I don’t blend in very well, but not for lack of trying. There’s something odd about me, from what I’ve been told. Maybe it’s the way that I walk, or that I stare through the floor when I’m talking to people. Maybe it’s the way that I speak in fragmented phrases with long, pregnant pauses. More likely it’s the content of my communication, or in some cases the context. I come across as disjointed or vacant.
When I’m not well, I slip into word salad whenever I try to express my thoughts. Word salad is defined as “a confused or unintelligible mixture of seemingly random words and phrases, specifically [in psychiatry] as a form of speech indicative of advanced schizophrenia.” And there it is. Not exactly sane and sensible. Definitely not normal.
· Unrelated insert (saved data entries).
//! Convenient re-exports for glob imports.
//!
//! ```rust
//! use erc8004_registry::prelude::*;
//!
//! let preview = classify_uri(Some("ipfs://bafy"));
//! assert_eq!(preview.uri_agent_type, UriAgentType::Ipfs);
//! ```
//!
//! Constants and per-stage error enums are left out; import them from the
//! crate root when needed.

pub use crate::{
    // Inputs
    EventLog,
    // Results
    Categories, DecodedEvent, Entries, Metadata, RegistrationResult, ServiceEntry,
    UriClassification, UriDecoding, ValidationReport,
    // Types
    UriAgentType,
    // Validators
    EndpointReport, ProtocolValidator, ProtocolValidators, ServiceProtocol,
    // Entry points
    categorize_registration, classify_uri, classify_uri_json, decode_event_log,
    decode_event_log_json, decode_uri, decode_uri_json, full_pipeline, full_pipeline_json,
    validate_from_uri, validate_from_uri_json,
    // Errors
    ParameterError,
};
Since grade school I have tried to be normal, to do normal things, to act and speak normally, but to little or no avail. As a teen I was awkward and shy, not outgoing and gregarious like my siblings. After my first breakdown in college, I found it increasingly difficult to maintain anything like societal norms. The further I got into adulthood, the farther away from normal I became. I lived in a twilight of delusion and fear. What seemed to most to be imagination was for me reality.
I went undiagnosed for a long time. I didn’t know or believe that I had a mental illness, although the possibility had crossed my mind. Perhaps I was, like so many artists before me, eccentric and volatile. The way I lived would certainly attest to that.
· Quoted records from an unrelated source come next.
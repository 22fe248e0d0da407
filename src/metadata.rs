//! Normalized summary of a registration: category flags plus extracted entries.

use serde_json::Value;

use crate::constants::{SPEC_TYPE_VALUE, X402_LOWERCASE_ALIAS};
use crate::service::{ENDPOINT_KEYS, PROTOCOL_KEYS, ServiceEntry, has_key, service_list};
use crate::uri_type::UriAgentType;

/// Boolean summary of a registration.
///
/// The URI type is stored once, so exactly one of the seven URI flags
/// (`is_empty()` through `is_unknown()`) is ever true.
#[derive(Debug, Clone, Copy, PartialEq, Eq)]
pub struct Categories {
    /// Encoding of the agent URI
    pub uri_agent_type: UriAgentType,
    /// A registration document was decoded
    pub is_parseable: bool,
    /// The document follows the registration format without deviations
    pub is_spec_compliant: bool,
    /// The document advertises x402 payment support
    pub is_x402: bool,
    /// At least one service is MCP
    pub is_mcp: bool,
    /// At least one service is A2A
    pub is_a2a: bool,
    /// The `active` field, when it holds a boolean
    pub is_active: Option<bool>,
}

impl Categories {
    /// Categories for a URI that yielded no document.
    #[must_use]
    pub const fn unparsed(uri_agent_type: UriAgentType) -> Self {
        Self {
            uri_agent_type,
            is_parseable: false,
            is_spec_compliant: false,
            is_x402: false,
            is_mcp: false,
            is_a2a: false,
            is_active: None,
        }
    }

    /// Categories derived from a decoded document.
    #[must_use]
    pub fn from_document(document: &Value, uri_agent_type: UriAgentType) -> Self {
        let services: Vec<ServiceEntry> = service_list(document)
            .iter()
            .map(ServiceEntry::from_raw)
            .collect();

        Self {
            uri_agent_type,
            is_parseable: true,
            is_spec_compliant: is_spec_compliant(document),
            is_x402: x402_value(document) == Some(&Value::Bool(true)),
            is_mcp: services.iter().any(|s| s.is_protocol("mcp")),
            is_a2a: services.iter().any(|s| s.is_protocol("a2a")),
            is_active: document.get("active").and_then(Value::as_bool),
        }
    }

    /// URI was missing or blank.
    #[must_use]
    pub const fn is_empty(&self) -> bool {
        matches!(self.uri_agent_type, UriAgentType::Empty)
    }

    /// URI was a base64 data URI.
    #[must_use]
    pub const fn is_base64(&self) -> bool {
        matches!(self.uri_agent_type, UriAgentType::Base64)
    }

    /// URI was a gzip data URI.
    #[must_use]
    pub const fn is_gzip(&self) -> bool {
        matches!(self.uri_agent_type, UriAgentType::Gzip)
    }

    /// URI was an HTTP(S) URL.
    #[must_use]
    pub const fn is_http(&self) -> bool {
        matches!(self.uri_agent_type, UriAgentType::Http)
    }

    /// URI was an IPFS URI.
    #[must_use]
    pub const fn is_ipfs(&self) -> bool {
        matches!(self.uri_agent_type, UriAgentType::Ipfs)
    }

    /// URI was inline JSON.
    #[must_use]
    pub const fn is_json(&self) -> bool {
        matches!(self.uri_agent_type, UriAgentType::Json)
    }

    /// URI matched no known format.
    #[must_use]
    pub const fn is_unknown(&self) -> bool {
        matches!(self.uri_agent_type, UriAgentType::Unknown)
    }

    /// The seven URI flags, in `ALL` order.
    #[must_use]
    pub fn uri_flags(&self) -> [bool; 7] {
        UriAgentType::ALL.map(|t| t == self.uri_agent_type)
    }
}

#[cfg(feature = "serde")]
impl serde::Serialize for Categories {
    fn serialize<S>(&self, serializer: S) -> Result<S::Ok, S::Error>
    where
        S: serde::Serializer,
    {
        use serde::ser::SerializeStruct;

        let mut state = serializer.serialize_struct("Categories", 13)?;
        state.serialize_field("isEmpty", &self.is_empty())?;
        state.serialize_field("isBase64", &self.is_base64())?;
        state.serialize_field("isHttp", &self.is_http())?;
        state.serialize_field("isIpfs", &self.is_ipfs())?;
        state.serialize_field("isJson", &self.is_json())?;
        state.serialize_field("isGzip", &self.is_gzip())?;
        state.serialize_field("isUnknown", &self.is_unknown())?;
        state.serialize_field("isParseable", &self.is_parseable)?;
        state.serialize_field("isSpecCompliant", &self.is_spec_compliant)?;
        state.serialize_field("isX402", &self.is_x402)?;
        state.serialize_field("isMcp", &self.is_mcp)?;
        state.serialize_field("isA2A", &self.is_a2a)?;
        state.serialize_field("isActive", &self.is_active)?;
        state.end()
    }
}

/// Normalized fields extracted from a registration.
///
/// Every field is always present; values absent from the document are `None`,
/// `false`, or empty.
#[derive(Debug, Clone, PartialEq, Eq)]
#[cfg_attr(feature = "serde", derive(serde::Serialize))]
#[cfg_attr(feature = "serde", serde(rename_all = "camelCase"))]
pub struct Entries {
    /// Decimal agent ID from the event log
    pub agent_id: Option<String>,
    /// Checksummed owner address from the event log
    pub owner_address: Option<String>,
    /// Encoding of the agent URI
    pub uri_agent_type: UriAgentType,
    /// Agent name
    pub name: Option<String>,
    /// Agent description
    pub description: Option<String>,
    /// True only when the x402 flag is literally `true`
    pub x402_support: bool,
    /// Services in document order
    pub services: Vec<ServiceEntry>,
    /// Endpoint of the first MCP service
    pub mcp_endpoint: Option<String>,
    /// Endpoint of the first A2A service
    pub a2a_endpoint: Option<String>,
    /// Image URL
    pub image: Option<String>,
    /// The `active` field, when it holds a boolean
    pub active: Option<bool>,
    /// String members of `supportedTrust`, when it is an array
    pub supported_trust: Option<Vec<String>>,
    /// The document serialized back to JSON
    pub raw: Option<String>,
}

impl Entries {
    /// Entries for a URI that yielded no document.
    #[must_use]
    pub fn unparsed(
        uri_agent_type: UriAgentType,
        agent_id: Option<&str>,
        owner_address: Option<&str>,
    ) -> Self {
        Self {
            agent_id: non_empty(agent_id),
            owner_address: non_empty(owner_address),
            uri_agent_type,
            name: None,
            description: None,
            x402_support: false,
            services: Vec::new(),
            mcp_endpoint: None,
            a2a_endpoint: None,
            image: None,
            active: None,
            supported_trust: None,
            raw: None,
        }
    }

    /// Entries extracted from a decoded document.
    #[must_use]
    pub fn from_document(
        document: &Value,
        uri_agent_type: UriAgentType,
        agent_id: Option<&str>,
        owner_address: Option<&str>,
    ) -> Self {
        let services: Vec<ServiceEntry> = service_list(document)
            .iter()
            .map(ServiceEntry::from_raw)
            .collect();

        let first_endpoint = |protocol: &str| {
            services
                .iter()
                .find(|s| s.is_protocol(protocol) && s.endpoint.is_some())
                .and_then(|s| s.endpoint.clone())
        };
        let mcp_endpoint = first_endpoint("mcp");
        let a2a_endpoint = first_endpoint("a2a");

        Self {
            agent_id: non_empty(agent_id),
            owner_address: non_empty(owner_address),
            uri_agent_type,
            name: string_field(document, "name"),
            description: string_field(document, "description"),
            x402_support: x402_value(document) == Some(&Value::Bool(true)),
            services,
            mcp_endpoint,
            a2a_endpoint,
            image: string_field(document, "image"),
            active: document.get("active").and_then(Value::as_bool),
            supported_trust: document
                .get("supportedTrust")
                .and_then(Value::as_array)
                .map(|values| {
                    values
                        .iter()
                        .filter_map(Value::as_str)
                        .map(str::to_string)
                        .collect()
                }),
            raw: Some(document.to_string()),
        }
    }
}

/// Categories and entries for one registration.
///
/// # Examples
///
/// ```
/// use erc8004_registry::{Metadata, UriAgentType};
/// use serde_json::json;
///
/// let document = json!({
///     "name": "Agent",
///     "services": [{"type": "a2a", "url": "https://a2a.example.com"}],
/// });
/// let metadata = Metadata::from_document(&document, UriAgentType::Json, Some("7"), None);
/// assert!(metadata.categories.is_a2a);
/// assert!(!metadata.categories.is_spec_compliant);
/// assert_eq!(metadata.entries.a2a_endpoint.as_deref(), Some("https://a2a.example.com"));
/// ```
#[derive(Debug, Clone, PartialEq, Eq)]
#[cfg_attr(feature = "serde", derive(serde::Serialize))]
pub struct Metadata {
    /// Flags
    pub categories: Categories,
    /// Extracted fields
    pub entries: Entries,
}

impl Metadata {
    /// Metadata for a URI that yielded no document.
    ///
    /// Only the URI type flag and the event-log identifiers are set.
    #[must_use]
    pub fn empty(
        uri_agent_type: UriAgentType,
        agent_id: Option<&str>,
        owner_address: Option<&str>,
    ) -> Self {
        Self {
            categories: Categories::unparsed(uri_agent_type),
            entries: Entries::unparsed(uri_agent_type, agent_id, owner_address),
        }
    }

    /// Metadata extracted from a decoded document.
    ///
    /// A `null` document carries nothing to extract and is treated like a
    /// missing one.
    #[must_use]
    pub fn from_document(
        document: &Value,
        uri_agent_type: UriAgentType,
        agent_id: Option<&str>,
        owner_address: Option<&str>,
    ) -> Self {
        if document.is_null() {
            return Self::empty(uri_agent_type, agent_id, owner_address);
        }

        Self {
            categories: Categories::from_document(document, uri_agent_type),
            entries: Entries::from_document(document, uri_agent_type, agent_id, owner_address),
        }
    }
}

/// Coarse conformance check, independent of the full validator.
fn is_spec_compliant(document: &Value) -> bool {
    if document.get("type").and_then(Value::as_str) != Some(SPEC_TYPE_VALUE) {
        return false;
    }

    if string_field(document, "name").is_none() {
        return false;
    }

    if has_key(document, X402_LOWERCASE_ALIAS) && !has_key(document, "x402Support") {
        return false;
    }

    !service_list(document).iter().any(|service| {
        let uses_name = has_key(service, PROTOCOL_KEYS.1) && !has_key(service, PROTOCOL_KEYS.0);
        let uses_endpoint = has_key(service, ENDPOINT_KEYS.1) && !has_key(service, ENDPOINT_KEYS.0);
        uses_name || uses_endpoint
    })
}

/// The x402 flag, preferring the correctly-cased key.
fn x402_value(document: &Value) -> Option<&Value> {
    document
        .get("x402Support")
        .or_else(|| document.get(X402_LOWERCASE_ALIAS))
}

fn string_field(document: &Value, key: &str) -> Option<String> {
    non_empty(document.get(key).and_then(Value::as_str))
}

fn non_empty(value: Option<&str>) -> Option<String> {
    value.filter(|s| !s.is_empty()).map(str::to_string)
}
After college I started drinking to quiet the voices outside my head—voices no one else seemed to hear. I stopped answering my phone and the knocks at my door, afraid that authorities were pursuing me for nefarious crimes I hadn’t committed. I had few friends, and the ones I did have, I was suspect of. In hindsight, I wonder if they were ever really there.
Since receiving my diagnosis of paranoid schizophrenia, I have tried in vain to be normal. It’s a lonely place for me. I attempt to relate to other people, but the things that come out of my mouth just complicate matters. I can’t initiate a conversation, let alone participate in one normally. The ideas I attempt to communicate seem obscure at best. I see myself as “other,” and often respond as such. I dress like the laundry won a bet. I make a grocery list and get lost in the supermarket. The only place I can carry out linear thought is in my writing.
Perhaps I’m too self-critical. Maybe the outside world doesn’t expect anything of me. Maybe my being awkward comes across as shyness, or for all I know it’s the other way around. What used to sound like creative ideas now sounds like the blathering of a fool. My faith in love has been swept aside for discouraging self-talk and shattered dreams. That can be normal in adolescence, and might be par for the course with mental illness, too, that one never grows past the days when their mind first showed signs of unravelling. I experienced some challenges in childhood that I still struggle with today, experiences which, while not uncommon, were certainly not the norm. Therapy is helping me find my way out of those woods.
Stability is subtle. If you knew me when I was sick and struggling, you’d see enough of a change in me today that I might appear normal. Not pretending to be normal to blend in, but less awkward, less preoccupied, more present. That’s what I want, to be free to be mentally ill and still be a part of the landscape of human connection without the pretense of convention. I won’t be open to acceptance from others until I allow myself to be integrated and whole. Medicine helps with social equilibrium, but it isn’t foolproof. I need to be comfortable in my own skin, and that’s a trait that I need to cultivate on my own.